Items from a dataset
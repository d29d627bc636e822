//! Headless harness driving a [`FeedController`] on a [`ManualClock`].
//!
//! # Example
//!
//! ```
//! use reelfeed_testing::FeedTestRule;
//!
//! let mut rule = FeedTestRule::new(3);
//! rule.tap();
//! rule.advance_ms(300);
//! assert!(rule.controller().is_paused());
//! ```

use crate::fake_media::{FakeMedia, PlayScript};
use reelfeed_core::{
    FeedConfig, FeedController, FeedEvent, FeedItem, FeedSettings, ManualClock, Point,
};

/// Where presses land unless a test says otherwise.
pub const CENTER: Point = Point { x: 200.0, y: 400.0 };

/// Item `index` of the synthetic feed.
pub fn sample_item(index: usize) -> FeedItem {
    FeedItem::new(
        format!("item-{index}"),
        format!("https://cdn.example.test/{index}.mp4"),
        format!("author-{index}"),
    )
}

pub struct FeedTestRule {
    controller: FeedController<ManualClock>,
    clock: ManualClock,
    media: Vec<FakeMedia>,
}

impl FeedTestRule {
    /// Feed of `count` items with default settings, all playing on request.
    pub fn new(count: usize) -> Self {
        Self::with_settings(FeedSettings::default(), count)
    }

    pub fn with_settings(settings: FeedSettings, count: usize) -> Self {
        let mut rule = Self::empty(settings);
        rule.append(count);
        rule
    }

    /// Feed with no items yet.
    pub fn empty(settings: FeedSettings) -> Self {
        let clock = ManualClock::new();
        let controller = FeedController::with_clock(FeedConfig::default(), settings, clock.clone());
        Self {
            controller,
            clock,
            media: Vec::new(),
        }
    }

    /// Appends `count` synthetic items whose play requests resolve.
    pub fn append(&mut self, count: usize) {
        let start = self.media.len();
        let items = (start..start + count)
            .map(|index| (sample_item(index), PlayScript::Resolve))
            .collect();
        self.append_items(items);
    }

    /// Appends items with a scripted play outcome each.
    pub fn append_items(&mut self, items: Vec<(FeedItem, PlayScript)>) {
        let mut batch = Vec::with_capacity(items.len());
        for (item, script) in items {
            let media = FakeMedia::with_script(script);
            batch.push((item, media.boxed()));
            self.media.push(media);
        }
        log::debug!("test rule appending {} items", batch.len());
        self.controller.append_items(batch);
    }

    pub fn controller(&self) -> &FeedController<ManualClock> {
        &self.controller
    }

    pub fn controller_mut(&mut self) -> &mut FeedController<ManualClock> {
        &mut self.controller
    }

    pub fn clock(&self) -> &ManualClock {
        &self.clock
    }

    pub fn media(&self, index: usize) -> &FakeMedia {
        &self.media[index]
    }

    pub fn media_count(&self) -> usize {
        self.media.len()
    }

    /// Media elements that are actually running.
    pub fn elements_playing(&self) -> usize {
        self.media
            .iter()
            .filter(|media| media.is_element_playing())
            .count()
    }

    // ========================================================================
    // Time
    // ========================================================================

    /// Runs one frame without moving time.
    pub fn frame(&mut self) {
        self.controller.on_frame();
    }

    /// Moves time forward by `ms` and runs one frame.
    pub fn advance_ms(&mut self, ms: u64) {
        self.clock.advance_ms(ms);
        self.controller.on_frame();
    }

    /// Moves time forward in frame-sized steps, running a frame at each.
    pub fn advance_frames(&mut self, count: u32, frame_ms: u64) {
        for _ in 0..count {
            self.advance_ms(frame_ms);
        }
    }

    // ========================================================================
    // Input
    // ========================================================================

    pub fn resize(&mut self, height: f32) {
        self.controller.on_resize(height);
        self.controller.on_frame();
    }

    /// Delivers one raw scroll sample and runs a frame.
    pub fn scroll_to_offset(&mut self, offset: f32) {
        self.controller.on_scroll(offset);
        self.controller.on_frame();
    }

    /// Scrolls so item `index` snaps into the viewport of `height`.
    pub fn scroll_to_item(&mut self, index: usize, height: f32) {
        self.scroll_to_offset(index as f32 * height);
    }

    pub fn press(&mut self, at: Point) {
        let active = self.controller.active_index();
        self.controller.on_pointer_down(active, at);
    }

    pub fn press_item(&mut self, item: usize, at: Point) {
        self.controller.on_pointer_down(item, at);
    }

    pub fn move_to(&mut self, at: Point) {
        self.controller.on_pointer_move(at);
    }

    pub fn release(&mut self, at: Point) {
        self.controller.on_pointer_up(at);
    }

    pub fn cancel(&mut self) {
        self.controller.on_pointer_cancel();
    }

    /// Quick press and release at [`CENTER`] without moving time.
    pub fn tap(&mut self) {
        self.tap_at(CENTER);
    }

    pub fn tap_at(&mut self, at: Point) {
        self.press(at);
        self.release(at);
    }

    /// Two taps `gap_ms` apart at `at`.
    pub fn double_tap_at(&mut self, at: Point, gap_ms: u64) {
        self.tap_at(at);
        self.advance_ms(gap_ms);
        self.tap_at(at);
    }

    /// Press at [`CENTER`] held for `ms`, then released.
    pub fn hold(&mut self, ms: u64) {
        self.press(CENTER);
        self.advance_ms(ms);
        self.release(CENTER);
    }

    /// Press, drag by `dy`, release. A drag is never a tap.
    pub fn drag(&mut self, dy: f32) {
        let end = Point::new(CENTER.x, CENTER.y + dy);
        self.press(CENTER);
        self.move_to(end);
        self.release(end);
    }

    pub fn key(&mut self, key: &str) -> bool {
        self.controller.on_key(key)
    }

    // ========================================================================
    // Output
    // ========================================================================

    pub fn take_events(&mut self) -> Vec<FeedEvent> {
        self.controller.take_events()
    }

    pub fn events(&self) -> &[FeedEvent] {
        self.controller.peek_events()
    }
}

#### Required action
Above are some records; repeat all of them exactly.

#### Output of the exercise
repository d29d627bc636e822
//! Headless harness driving a [`FeedController`] on a [`ManualClock`].
//!
//! # Example
//!
//! ```
//! use reelfeed_testing::FeedTestRule;
//!
//! let mut rule = FeedTestRule::new(3);
//! rule.tap();
//! rule.advance_ms(300);
//! assert!(rule.controller().is_paused());
//! ```

use crate::fake_media::{FakeMedia, PlayScript};
use reelfeed_core::{
    FeedConfig, FeedController, FeedEvent, FeedItem, FeedSettings, ManualClock, Point,
};

/// Where presses land unless a test says otherwise.
pub const CENTER: Point = Point { x: 200.0, y: 400.0 };

/// Item `index` of the synthetic feed.
pub fn sample_item(index: usize) -> FeedItem {
    FeedItem::new(
        format!("item-{index}"),
        format!("https://cdn.example.test/{index}.mp4"),
        format!("author-{index}"),
    )
}

pub struct FeedTestRule {
    controller: FeedController<ManualClock>,
    clock: ManualClock,
    media: Vec<FakeMedia>,
}

impl FeedTestRule {
    /// Feed of `count` items with default settings, all playing on request.
    pub fn new(count: usize) -> Self {
        Self::with_settings(FeedSettings::default(), count)
    }

    pub fn with_settings(settings: FeedSettings, count: usize) -> Self {
        let mut rule = Self::empty(settings);
        rule.append(count);
        rule
    }

    /// Feed with no items yet.
    pub fn empty(settings: FeedSettings) -> Self {
        let clock = ManualClock::new();
        let controller = FeedController::with_clock(FeedConfig::default(), settings, clock.clone());
        Self {
            controller,
            clock,
            media: Vec::new(),
        }
    }

    /// Appends `count` synthetic items whose play requests resolve.
    pub fn append(&mut self, count: usize) {
        let start = self.media.len();
        let items = (start..start + count)
            .map(|index| (sample_item(index), PlayScript::Resolve))
            .collect();
        self.append_items(items);
    }

    /// Appends items with a scripted play outcome each.
    pub fn append_items(&mut self, items: Vec<(FeedItem, PlayScript)>) {
        let mut batch = Vec::with_capacity(items.len());
        for (item, script) in items {
            let media = FakeMedia::with_script(script);
            batch.push((item, media.boxed()));
            self.media.push(media);
        }
        log::debug!("test rule appending {} items", batch.len());
        self.controller.append_items(batch);
    }

    pub fn controller(&self) -> &FeedController<ManualClock> {
        &self.controller
    }

    pub fn controller_mut(&mut self) -> &mut FeedController<ManualClock> {
        &mut self.controller
    }

    pub fn clock(&self) -> &ManualClock {
        &self.clock
    }

    pub fn media(&self, index: usize) -> &FakeMedia {
        &self.media[index]
    }

    pub fn media_count(&self) -> usize {
        self.media.len()
    }

    /// Media elements that are actually running.
    pub fn elements_playing(&self) -> usize {
        self.media
            .iter()
            .filter(|media| media.is_element_playing())
            .count()
    }

    // ========================================================================
    // Time
    // ========================================================================

    /// Runs one frame without moving time.
    pub fn frame(&mut self) {
        self.controller.on_frame();
    }

    /// Moves time forward by `ms` and runs one frame.
    pub fn advance_ms(&mut self, ms: u64) {
        self.clock.advance_ms(ms);
        self.controller.on_frame();
    }

    /// Moves time forward in frame-sized steps, running a frame at each.
    pub fn advance_frames(&mut self, count: u32, frame_ms: u64) {
        for _ in 0..count {
            self.advance_ms(frame_ms);
        }
    }

    // ========================================================================
    // Input
    // ========================================================================

    pub fn resize(&mut self, height: f32) {
        self.controller.on_resize(height);
        self.controller.on_frame();
    }

    /// Delivers one raw scroll sample and runs a frame.
    pub fn scroll_to_offset(&mut self, offset: f32) {
        self.controller.on_scroll(offset);
        self.controller.on_frame();
    }

    /// Scrolls so item `index` snaps into the viewport of `height`.
    pub fn scroll_to_item(&mut self, index: usize, height: f32) {
        self.scroll_to_offset(index as f32 * height);
    }

    pub fn press(&mut self, at: Point) {
        let active = self.controller.active_index();
        self.controller.on_pointer_down(active, at);
    }

    pub fn press_item(&mut self, item: usize, at: Point) {
        self.controller.on_pointer_down(item, at);
    }

    pub fn move_to(&mut self, at: Point) {
        self.controller.on_pointer_move(at);
    }

    pub fn release(&mut self, at: Point) {
        self.controller.on_pointer_up(at);
    }

    pub fn cancel(&mut self) {
        self.controller.on_pointer_cancel();
    }

    /// Quick press and release at [`CENTER`] without moving time.
    pub fn tap(&mut self) {
        self.tap_at(CENTER);
    }

    pub fn tap_at(&mut self, at: Point) {
        self.press(at);
        self.release(at);
    }

    /// Two taps `gap_ms` apart at `at`.
    pub fn double_tap_at(&mut self, at: Point, gap_ms: u64) {
        self.tap_at(at);
        self.advance_ms(gap_ms);
        self.tap_at(at);
    }

    /// Press at [`CENTER`] held for `ms`, then released.
    pub fn hold(&mut self, ms: u64) {
        self.press(CENTER);
        self.advance_ms(ms);
        self.release(CENTER);
    }

    /// Press, drag by `dy`, release. A drag is never a tap.
    pub fn drag(&mut self, dy: f32) {
        let end = Point::new(CENTER.x, CENTER.y + dy);
        self.press(CENTER);
        self.move_to(end);
        self.release(end);
    }

    pub fn key(&mut self, key: &str) -> bool {
        self.controller.on_key(key)
    }

    // ========================================================================
    // Output
    // ========================================================================

    pub fn take_events(&mut self) -> Vec<FeedEvent> {
        self.controller.take_events()
    }

    pub fn events(&self) -> &[FeedEvent] {
        self.controller.peek_events()
    }
}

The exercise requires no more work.